Artist’s conception depicts advanced fusion diagnostics peering into a glowing plasma core

(Image courtesy of Ariel Davis)

A new U.S. Department of Energy report is calling for a stronger national effort to advance fusion diagnostics, identifying them as a critical gap between today’s experimental devices and the reliable power plants targeted for the 2030s. The instruments measure plasma conditions including temperature, density and magnetic field behaviour, data that determine whether a reactor can operate safely and continuously at commercial scale.

The report grew out of the 2024 Basic Research Needs Workshop on Measurement Innovation, organised under the DOE’s Fusion Energy Sciences program. Luis Delgado-Aparicio of Princeton Plasma Physics Laboratory chaired the study and Sean Regan of the University of Rochester’s Laboratory for Laser Energetics co-chaired it. Around seventy researchers from national laboratories, universities and private fusion companies took part.

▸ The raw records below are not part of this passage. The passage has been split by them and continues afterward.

use std::collections::HashSet;
use std::path::{Path, PathBuf};

use log::debug;
use serde::{Deserialize, Serialize};

use crate::catalog::{Blacklist, FetchOptions};
use crate::clients::errors::{Error, Result};
use crate::playlists::PlaylistDefinition;

/// Environment variable overriding the settings file location
pub const CONFIG_ENV_VAR: &str = "SORTED_PLAYLISTS_CONFIG";

/// Static input for one refresh run, read from a JSON file
#[derive(Debug, Clone, Serialize, Deserialize)]
pub struct Settings {
    pub artist_id: String,
    #[serde(default)]
    pub blacklist: Vec<String>,
    pub playlists: Vec<PlaylistDefinition>,
    /// Where cached API responses live; defaults under the user cache dir
    #[serde(default)]
    pub cache_path: Option<PathBuf>,
    #[serde(default = "default_album_type")]
    pub album_type: String,
    #[serde(default = "default_page_limit")]
    pub page_limit: u32,
    #[serde(default = "default_public")]
    pub public: bool,
}

fn default_album_type() -> String {
    "album".to_string()
}

fn default_page_limit() -> u32 {
    50
}

fn default_public() -> bool {
    true
}

impl Settings {
    pub fn from_json(contents: &str) -> Result<Self> {
        let settings: Settings = serde_json::from_str(contents)?;
        settings.validate()?;
        Ok(settings)
    }

    pub async fn load(path: &Path) -> Result<Self> {
        let contents = tokio::fs::read_to_string(path).await.map_err(|e| {
            Error::ConfigurationError(format!("Cannot read settings file {path:?}: {e}"))
        })?;
        debug!("Loaded settings from {path:?}");
        Self::from_json(&contents)
    }

    // Explicit path, then the environment, then the platform config dir
    pub fn resolve_path(explicit: Option<PathBuf>) -> PathBuf {
        explicit
            .or_else(|| std::env::var_os(CONFIG_ENV_VAR).map(PathBuf::from))
            .unwrap_or_else(|| {
                dirs::config_dir()
                    .unwrap_or_else(|| PathBuf::from("."))
                    .join("sorted-playlists")
                    .join("config.json")
            })
    }

    pub fn validate(&self) -> Result<()> {
        if self.artist_id.trim().is_empty() {
            return Err(Error::ConfigurationError("artist_id must not be empty".into()));
        }
        if self.playlists.is_empty() {
            return Err(Error::ConfigurationError(
                "at least one playlist definition is required".into(),
            ));
        }
        if self.page_limit == 0 {
            return Err(Error::ConfigurationError("page_limit must be positive".into()));
        }
        let mut labels = HashSet::new();
        for playlist in &self.playlists {
            if !labels.insert(playlist.label.as_str()) {
                return Err(Error::ConfigurationError(format!(
                    "duplicate playlist label {:?}",
                    playlist.label
                )));
            }
        }
        Ok(())
    }

    pub fn blacklist(&self) -> Blacklist {
        Blacklist::new(&self.blacklist)
    }

    pub fn fetch_options(&self) -> FetchOptions {
        FetchOptions {
            album_type: self.album_type.clone(),
            page_limit: self.page_limit,
        }
    }
}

Participants reviewed diagnostic requirements across seven plasma regimes, from low-temperature industrial plasmas to the extreme conditions inside inertial confinement fusion systems. They found that current tools consistently fall short of what commercial reactors will require. Components must survive sustained neutron bombardment and electromagnetic interference while resolving events that unfold in under a nanosecond. The group identified machine learning as a potential accelerant for diagnostic design and optimisation.

A central recommendation is the creation of a national network called CalibrationNetUS, modelled on the LaserNetUS program that links U.S. high-energy-density laser facilities. It would coordinate prototype development, establish shared calibration standards and move technology from research institutions to private developers. Workforce training forms part of the proposal.

Private fusion companies have raised more than seven billion dollars since 2020, with several targeting pilot plants in the early 2030s. The DOE’s Fusion Science and Technology Roadmap runs to the mid-2030s and treats diagnostic capability as foundational alongside plasma confinement and materials performance. Delgado-Aparicio said measurement innovations have driven and will continue to drive breakthroughs in plasma science. Regan linked sustained diagnostic investment directly to U.S. leadership in fusion.

The findings are expected to shape federal funding decisions in the coming years and address concerns over China’s advancing fusion programme. Diagnostic technologies developed for fusion also carry applications in materials processing, space propulsion and medical research.